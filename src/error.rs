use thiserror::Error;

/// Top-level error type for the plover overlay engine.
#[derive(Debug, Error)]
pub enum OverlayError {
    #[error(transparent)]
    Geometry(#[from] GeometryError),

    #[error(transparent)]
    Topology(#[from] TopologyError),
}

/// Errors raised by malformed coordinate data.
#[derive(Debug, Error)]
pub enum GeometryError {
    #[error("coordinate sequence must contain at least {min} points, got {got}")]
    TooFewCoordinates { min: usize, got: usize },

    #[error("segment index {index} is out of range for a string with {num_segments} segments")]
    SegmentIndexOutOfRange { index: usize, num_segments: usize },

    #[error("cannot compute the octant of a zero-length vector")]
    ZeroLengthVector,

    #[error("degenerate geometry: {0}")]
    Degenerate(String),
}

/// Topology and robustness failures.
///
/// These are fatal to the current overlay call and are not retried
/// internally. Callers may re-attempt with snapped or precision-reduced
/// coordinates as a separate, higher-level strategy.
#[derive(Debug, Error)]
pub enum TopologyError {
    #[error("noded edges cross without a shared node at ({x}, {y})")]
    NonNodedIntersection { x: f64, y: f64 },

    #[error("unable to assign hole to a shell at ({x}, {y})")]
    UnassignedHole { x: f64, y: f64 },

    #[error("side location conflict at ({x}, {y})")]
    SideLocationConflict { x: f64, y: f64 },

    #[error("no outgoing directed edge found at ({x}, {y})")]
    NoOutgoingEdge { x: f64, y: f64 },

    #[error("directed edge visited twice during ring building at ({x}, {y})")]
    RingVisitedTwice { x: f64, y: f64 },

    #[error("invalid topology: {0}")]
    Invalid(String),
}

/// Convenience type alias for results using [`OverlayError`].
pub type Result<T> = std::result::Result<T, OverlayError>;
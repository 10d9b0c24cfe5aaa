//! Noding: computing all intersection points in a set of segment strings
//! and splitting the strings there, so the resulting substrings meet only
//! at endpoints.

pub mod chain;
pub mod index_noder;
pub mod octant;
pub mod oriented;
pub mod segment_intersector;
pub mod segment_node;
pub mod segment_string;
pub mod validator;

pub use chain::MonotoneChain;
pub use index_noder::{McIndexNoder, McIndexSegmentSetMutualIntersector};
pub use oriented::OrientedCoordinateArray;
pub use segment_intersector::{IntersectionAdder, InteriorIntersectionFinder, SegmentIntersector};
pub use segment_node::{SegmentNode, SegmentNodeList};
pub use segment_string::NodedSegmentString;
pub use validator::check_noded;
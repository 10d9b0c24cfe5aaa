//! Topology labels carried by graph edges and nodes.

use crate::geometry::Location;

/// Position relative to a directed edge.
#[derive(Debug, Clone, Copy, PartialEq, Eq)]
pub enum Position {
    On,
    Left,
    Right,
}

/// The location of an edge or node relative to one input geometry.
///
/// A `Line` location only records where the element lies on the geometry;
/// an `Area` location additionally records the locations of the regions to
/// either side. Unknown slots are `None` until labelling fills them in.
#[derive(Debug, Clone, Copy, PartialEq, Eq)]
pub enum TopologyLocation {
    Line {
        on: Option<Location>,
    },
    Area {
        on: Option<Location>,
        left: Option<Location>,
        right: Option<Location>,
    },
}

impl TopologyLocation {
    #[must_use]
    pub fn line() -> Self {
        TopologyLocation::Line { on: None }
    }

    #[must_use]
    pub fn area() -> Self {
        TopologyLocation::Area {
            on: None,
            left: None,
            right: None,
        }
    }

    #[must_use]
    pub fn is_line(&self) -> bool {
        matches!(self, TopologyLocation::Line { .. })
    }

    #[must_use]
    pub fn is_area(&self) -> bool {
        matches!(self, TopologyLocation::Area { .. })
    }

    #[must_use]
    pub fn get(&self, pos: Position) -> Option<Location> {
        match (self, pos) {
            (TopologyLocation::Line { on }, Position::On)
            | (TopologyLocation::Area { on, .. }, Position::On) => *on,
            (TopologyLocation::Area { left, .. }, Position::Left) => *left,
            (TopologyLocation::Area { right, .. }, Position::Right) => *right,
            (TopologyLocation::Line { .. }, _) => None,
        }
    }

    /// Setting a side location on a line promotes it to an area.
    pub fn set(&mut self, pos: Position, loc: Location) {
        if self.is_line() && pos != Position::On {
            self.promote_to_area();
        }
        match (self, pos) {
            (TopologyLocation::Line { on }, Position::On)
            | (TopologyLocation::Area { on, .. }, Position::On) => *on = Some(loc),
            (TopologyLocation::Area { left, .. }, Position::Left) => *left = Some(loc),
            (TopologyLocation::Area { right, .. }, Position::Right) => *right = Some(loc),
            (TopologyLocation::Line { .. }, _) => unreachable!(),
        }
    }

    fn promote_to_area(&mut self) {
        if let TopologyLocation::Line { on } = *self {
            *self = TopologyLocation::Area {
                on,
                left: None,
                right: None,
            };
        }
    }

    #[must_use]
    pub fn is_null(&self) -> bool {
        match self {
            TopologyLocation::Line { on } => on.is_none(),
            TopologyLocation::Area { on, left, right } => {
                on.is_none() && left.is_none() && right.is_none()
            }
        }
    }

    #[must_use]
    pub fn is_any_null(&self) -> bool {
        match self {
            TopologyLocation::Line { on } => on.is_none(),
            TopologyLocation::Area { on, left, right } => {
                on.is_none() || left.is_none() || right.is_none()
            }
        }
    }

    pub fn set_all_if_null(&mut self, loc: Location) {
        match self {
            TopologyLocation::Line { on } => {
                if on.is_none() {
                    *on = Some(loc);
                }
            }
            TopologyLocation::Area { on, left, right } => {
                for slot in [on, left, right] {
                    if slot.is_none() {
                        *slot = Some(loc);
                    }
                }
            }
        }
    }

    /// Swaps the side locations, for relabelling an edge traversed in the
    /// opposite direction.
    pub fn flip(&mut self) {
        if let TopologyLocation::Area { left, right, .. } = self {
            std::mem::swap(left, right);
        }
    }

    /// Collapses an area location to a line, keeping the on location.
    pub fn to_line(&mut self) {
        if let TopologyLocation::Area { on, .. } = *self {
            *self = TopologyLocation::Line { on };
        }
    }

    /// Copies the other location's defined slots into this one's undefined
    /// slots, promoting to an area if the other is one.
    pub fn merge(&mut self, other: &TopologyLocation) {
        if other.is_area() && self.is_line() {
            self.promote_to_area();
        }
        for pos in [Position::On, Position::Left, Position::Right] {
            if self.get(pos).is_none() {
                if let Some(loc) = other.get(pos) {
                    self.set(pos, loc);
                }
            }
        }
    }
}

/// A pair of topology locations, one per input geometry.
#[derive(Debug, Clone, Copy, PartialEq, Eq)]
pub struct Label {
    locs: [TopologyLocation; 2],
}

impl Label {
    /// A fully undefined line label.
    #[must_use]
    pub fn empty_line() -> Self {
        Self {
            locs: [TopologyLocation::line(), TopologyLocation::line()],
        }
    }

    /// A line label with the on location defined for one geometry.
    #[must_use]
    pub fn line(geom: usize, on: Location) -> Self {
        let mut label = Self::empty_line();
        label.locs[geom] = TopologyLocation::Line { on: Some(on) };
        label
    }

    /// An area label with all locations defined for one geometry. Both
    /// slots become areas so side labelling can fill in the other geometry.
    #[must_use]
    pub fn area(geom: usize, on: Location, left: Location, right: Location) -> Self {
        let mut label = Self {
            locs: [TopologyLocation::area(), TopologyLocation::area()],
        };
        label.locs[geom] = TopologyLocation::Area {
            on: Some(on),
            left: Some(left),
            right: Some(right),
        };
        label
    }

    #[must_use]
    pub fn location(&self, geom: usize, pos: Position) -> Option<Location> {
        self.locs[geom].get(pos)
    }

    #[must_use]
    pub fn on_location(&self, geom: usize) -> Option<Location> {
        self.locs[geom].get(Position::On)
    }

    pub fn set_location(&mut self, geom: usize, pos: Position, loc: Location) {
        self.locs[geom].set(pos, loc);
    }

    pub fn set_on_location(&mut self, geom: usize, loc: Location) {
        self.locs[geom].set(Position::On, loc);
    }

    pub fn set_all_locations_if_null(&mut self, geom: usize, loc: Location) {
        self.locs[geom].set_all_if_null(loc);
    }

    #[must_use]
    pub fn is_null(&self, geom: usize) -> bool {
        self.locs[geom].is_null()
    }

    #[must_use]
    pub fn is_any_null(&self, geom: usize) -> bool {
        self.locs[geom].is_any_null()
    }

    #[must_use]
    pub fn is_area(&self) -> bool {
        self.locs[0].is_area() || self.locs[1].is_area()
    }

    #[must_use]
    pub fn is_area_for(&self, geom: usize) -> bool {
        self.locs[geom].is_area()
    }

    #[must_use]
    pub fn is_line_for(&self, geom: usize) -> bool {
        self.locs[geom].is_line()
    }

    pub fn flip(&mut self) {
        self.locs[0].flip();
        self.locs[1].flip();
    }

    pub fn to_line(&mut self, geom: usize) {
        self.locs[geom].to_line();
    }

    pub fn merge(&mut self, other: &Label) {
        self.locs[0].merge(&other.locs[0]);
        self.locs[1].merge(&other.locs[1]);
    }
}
+++++
**EXERCISE BRIEF:** For each line above that contains the word "validator", make a copy.

**RESULT BELOW:**
pub mod validator;
pub use validator::check_noded;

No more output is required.